You can choose **any** bit in the **binary representation** of n that is equal to 1 and change it to 0.
Return the *number of changes* needed to make `n` equal to `k`. If it is impossible, return `-1`.
### Example 1:
>Input: n = 13, k = 4
>
>Output: 2
>
>Explanation:
>Initially, the binary >representations of n and k are n = (1101)~2~ and k = (0100)~2~.

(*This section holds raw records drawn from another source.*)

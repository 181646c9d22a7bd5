use std::path::PathBuf;

use chrono::{SecondsFormat, Utc};
use palmkiosk_config::ResolvedConfig;
use palmkiosk_core::frames::read_image_file;
use palmkiosk_core::palm::MatchResult;
use serde::Serialize;

use crate::cli::{RecognizeArgs, StoreArgs};
use crate::config;
use crate::errors::AppResult;

#[derive(Debug, Clone, Serialize)]
pub struct RecognizeOutcome {
    pub probe: PathBuf,
    pub threshold: f64,
    #[serde(flatten)]
    pub result: MatchResult,
    pub checked_at: String,
}

pub fn run_recognition(args: &RecognizeArgs, store: &StoreArgs) -> AppResult<RecognizeOutcome> {
    let settings = config::load_settings(store)?;
    recognize_with_config(args, &settings.resolved)
}

pub fn recognize_with_config(
    args: &RecognizeArgs,
    resolved: &ResolvedConfig,
) -> AppResult<RecognizeOutcome> {
    let threshold = args.threshold.unwrap_or(resolved.similarity_threshold);
    let probe = read_image_file(&args.probe)?;
    let kiosk = config::open_kiosk(resolved)?;
    let result = kiosk.recognize_with_threshold(&probe, threshold)?;
    Ok(RecognizeOutcome {
        probe: args.probe.clone(),
        threshold,
        result,
        checked_at: Utc::now().to_rfc3339_opts(SecondsFormat::Millis, true),
    })
}
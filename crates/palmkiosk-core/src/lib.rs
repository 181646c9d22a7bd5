pub mod errors;
pub mod frames;
pub mod kiosk;
pub mod palm;

pub use errors::{AppError, AppResult, ErrorCategory};
pub use kiosk::{Kiosk, KioskConfig, NotificationSink, TerminalEvent, TracingSink};
use std::env;
use std::fs;
use std::io;
use std::path::{Path, PathBuf};
use std::time::Duration;

use serde::Deserialize;
use thiserror::Error;

pub const PRIMARY_CONFIG_PATH: &str = "/etc/palmkiosk/config.toml";
pub const SECONDARY_CONFIG_PATH: &str = "/usr/local/etc/palmkiosk/config.toml";
pub const DATA_DIR_ENV: &str = "PALMKIOSK_DATA_DIR";
pub const DEFAULT_DATA_DIR: &str = "/var/lib/palmkiosk";
pub const DEFAULT_REGISTRY_FILE: &str = "user_data.json";
pub const DEFAULT_IMAGE_DIR: &str = "local_images";
pub const DEFAULT_SIMILARITY_THRESHOLD: f64 = 0.5;
pub const DEFAULT_SAMPLES_PER_HAND: u32 = 10;
pub const DEFAULT_HAND_SWITCH_PAUSE_MILLIS: u64 = 0;
pub const DEFAULT_TEMPLATE_SIZE: u32 = 64;
pub const MIN_TEMPLATE_SIZE: u32 = 8;

#[derive(Debug, Clone, Deserialize, Default, PartialEq)]
#[serde(deny_unknown_fields)]
pub struct ConfigFile {
    pub similarity_threshold: Option<f64>,
    pub samples_per_hand: Option<u32>,
    pub hand_switch_pause_millis: Option<u64>,
    pub registry_path: Option<PathBuf>,
    pub image_dir: Option<PathBuf>,
    pub template_size: Option<u32>,
}

#[derive(Debug, Clone, PartialEq)]
pub struct ResolvedConfig {
    pub similarity_threshold: f64,
    pub samples_per_hand: u32,
    pub hand_switch_pause: Duration,
    pub registry_path: PathBuf,
    pub image_dir: PathBuf,
    pub template_size: u32,
}

impl ResolvedConfig {
    pub fn from_raw(raw: ConfigFile) -> Self {
        Self::from_raw_with_data_dir(raw, &default_data_dir())
    }

    pub fn from_raw_with_data_dir(raw: ConfigFile, data_dir: &Path) -> Self {
        let threshold = raw
            .similarity_threshold
            .filter(|value| value.is_finite())
            .unwrap_or(DEFAULT_SIMILARITY_THRESHOLD)
            .clamp(0.0, 1.0);
        Self {
            similarity_threshold: threshold,
            samples_per_hand: raw
                .samples_per_hand
                .unwrap_or(DEFAULT_SAMPLES_PER_HAND)
                .max(1),
            hand_switch_pause: Duration::from_millis(
                raw.hand_switch_pause_millis
                    .unwrap_or(DEFAULT_HAND_SWITCH_PAUSE_MILLIS),
            ),
            registry_path: raw
                .registry_path
                .unwrap_or_else(|| data_dir.join(DEFAULT_REGISTRY_FILE)),
            image_dir: raw
                .image_dir
                .unwrap_or_else(|| data_dir.join(DEFAULT_IMAGE_DIR)),
            template_size: raw
                .template_size
                .unwrap_or(DEFAULT_TEMPLATE_SIZE)
                .max(MIN_TEMPLATE_SIZE),
        }
    }
}

impl Default for ResolvedConfig {
    fn default() -> Self {
        Self::from_raw(ConfigFile::default())
    }
}

fn default_data_dir() -> PathBuf {
    env::var_os(DATA_DIR_ENV)
        .map(PathBuf::from)
        .unwrap_or_else(|| PathBuf::from(DEFAULT_DATA_DIR))
}

/// Resolved settings and the file they came from, if any.
#[derive(Debug, Clone)]
pub struct ResolvedConfigWithSource {
    pub resolved: ResolvedConfig,
    pub source: Option<PathBuf>,
}

#[derive(Debug, Error)]
pub enum ConfigError {
    #[error("failed to read {path}: {source}")]
    Read {
        path: PathBuf,
        #[source]
        source: io::Error,
    },
    #[error("failed to parse {path}: {message}")]
    Parse { path: PathBuf, message: String },
}

pub fn default_sources() -> [PathBuf; 2] {
    [
        PathBuf::from(PRIMARY_CONFIG_PATH),
        PathBuf::from(SECONDARY_CONFIG_PATH),
    ]
}

/// First file in `paths` that exists, parsed. Absent files are skipped;
/// any other read failure stops the search.
fn find_config(paths: &[PathBuf]) -> Result<Option<(PathBuf, ConfigFile)>, ConfigError> {
    let Some((path, contents)) = first_readable(paths)? else {
        return Ok(None);
    };
    let raw = parse_config(&path, &contents)?;
    Ok(Some((path, raw)))
}

fn parse_config(path: &Path, contents: &str) -> Result<ConfigFile, ConfigError> {
    toml::from_str(contents).map_err(|err| ConfigError::Parse {
        path: path.to_path_buf(),
        message: err.to_string(),
    })
}

pub fn load_resolved_from_paths(
    paths: &[PathBuf],
) -> Result<ResolvedConfigWithSource, ConfigError> {
    let (source, raw) = match find_config(paths)? {
        Some((path, raw)) => (Some(path), raw),
        None => (None, ConfigFile::default()),
    };
    Ok(ResolvedConfigWithSource {
        resolved: ResolvedConfig::from_raw(raw),
        source,
    })
}

fn first_readable(paths: &[PathBuf]) -> Result<Option<(PathBuf, String)>, ConfigError> {
    for path in paths {
        match fs::read_to_string(path) {
            Ok(contents) => return Ok(Some((path.clone(), contents))),
            Err(err) if err.kind() == io::ErrorKind::NotFound => {}
            Err(source) => {
                return Err(ConfigError::Read {
                    path: path.clone(),
                    source,
                })
            }
        }
    }
    Ok(None)
}

#[cfg(test)]
mod tests {
    use super::*;
    use tempfile::tempdir;

    #[test]
    fn earlier_source_shadows_later_ones() {
        let dir = tempdir().unwrap();
        let primary = dir.path().join("primary.toml");
        let secondary = dir.path().join("secondary.toml");
        fs::write(&primary, "samples_per_hand = 5").unwrap();
        fs::write(&secondary, "samples_per_hand = 2").unwrap();

        let (path, raw) = find_config(&[primary.clone(), secondary]).unwrap().unwrap();
        assert_eq!(path, primary);
        assert_eq!(raw.samples_per_hand, Some(5));
    }

    #[test]
    fn absent_files_are_skipped() {
        let dir = tempdir().unwrap();
        let secondary = dir.path().join("secondary.toml");
        fs::write(&secondary, "image_dir = \"/srv/palms\"").unwrap();

        let settings =
            load_resolved_from_paths(&[dir.path().join("absent.toml"), secondary.clone()])
                .unwrap();
        assert_eq!(settings.source, Some(secondary));
        assert_eq!(settings.resolved.image_dir, PathBuf::from("/srv/palms"));
    }

    #[test]
    fn malformed_and_unknown_keys_name_the_file() {
        let dir = tempdir().unwrap();
        let malformed = dir.path().join("malformed.toml");
        let typo = dir.path().join("typo.toml");
        fs::write(&malformed, "registry_path = { nested = true }").unwrap();
        fs::write(&typo, "similarity_treshold = 0.7").unwrap();

        for path in [malformed, typo] {
            match find_config(&[path.clone()]).unwrap_err() {
                ConfigError::Parse { path: reported, .. } => assert_eq!(reported, path),
                other => panic!("unexpected error: {other:?}"),
            }
        }
    }

    #[test]
    fn unreadable_source_stops_the_search() {
        let dir = tempdir().unwrap();
        let directory = dir.path().join("config.toml");
        fs::create_dir_all(&directory).unwrap();
        let fallback = dir.path().join("fallback.toml");
        fs::write(&fallback, "").unwrap();

        match find_config(&[directory.clone(), fallback]).unwrap_err() {
            ConfigError::Read { path, .. } => assert_eq!(path, directory),
            other => panic!("unexpected error: {other:?}"),
        }
    }

    #[test]
    fn no_source_yields_defaults() {
        let settings = load_resolved_from_paths(&[]).unwrap();
        assert!(settings.source.is_none());
        let resolved = settings.resolved;
        assert_eq!(resolved.similarity_threshold, DEFAULT_SIMILARITY_THRESHOLD);
        assert_eq!(resolved.samples_per_hand, DEFAULT_SAMPLES_PER_HAND);
        assert_eq!(resolved.hand_switch_pause, Duration::ZERO);
        assert_eq!(resolved.template_size, DEFAULT_TEMPLATE_SIZE);
    }

    #[test]
    fn out_of_range_values_are_clamped() {
        let raw = ConfigFile {
            similarity_threshold: Some(1.7),
            samples_per_hand: Some(0),
            hand_switch_pause_millis: Some(5000),
            template_size: Some(2),
            ..ConfigFile::default()
        };
        let resolved = ResolvedConfig::from_raw_with_data_dir(raw, Path::new("/data"));
        assert_eq!(resolved.similarity_threshold, 1.0);
        assert_eq!(resolved.samples_per_hand, 1);
        assert_eq!(resolved.hand_switch_pause, Duration::from_secs(5));
        assert_eq!(resolved.template_size, MIN_TEMPLATE_SIZE);
    }

    #[test]
    fn storage_paths_default_under_the_data_dir() {
        let resolved = ResolvedConfig::from_raw_with_data_dir(ConfigFile::default(), Path::new("/data"));
        assert_eq!(resolved.registry_path, PathBuf::from("/data/user_data.json"));
        assert_eq!(resolved.image_dir, PathBuf::from("/data/local_images"));

        let explicit = ConfigFile {
            registry_path: Some(PathBuf::from("/srv/users.json")),
            ..ConfigFile::default()
        };
        let resolved = ResolvedConfig::from_raw_with_data_dir(explicit, Path::new("/data"));
        assert_eq!(resolved.registry_path, PathBuf::from("/srv/users.json"));
    }
}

>We can change the first and fourth >bits of n. The resulting integer is n = (0100)2 = k.
### Example 2:
>Input: n = 21, k = 21
>
>Output: 0
>
>Explanation:
>n and k are already equal, so no changes are needed.
### Example 3:
>Input: n = 14, k = 13
>
>Output: -1
>
>Explanation:
>It is not possible to make n equal to k.
## Implementation
You can check the source code [here](https://github.com/akkk74159/computer_architecture)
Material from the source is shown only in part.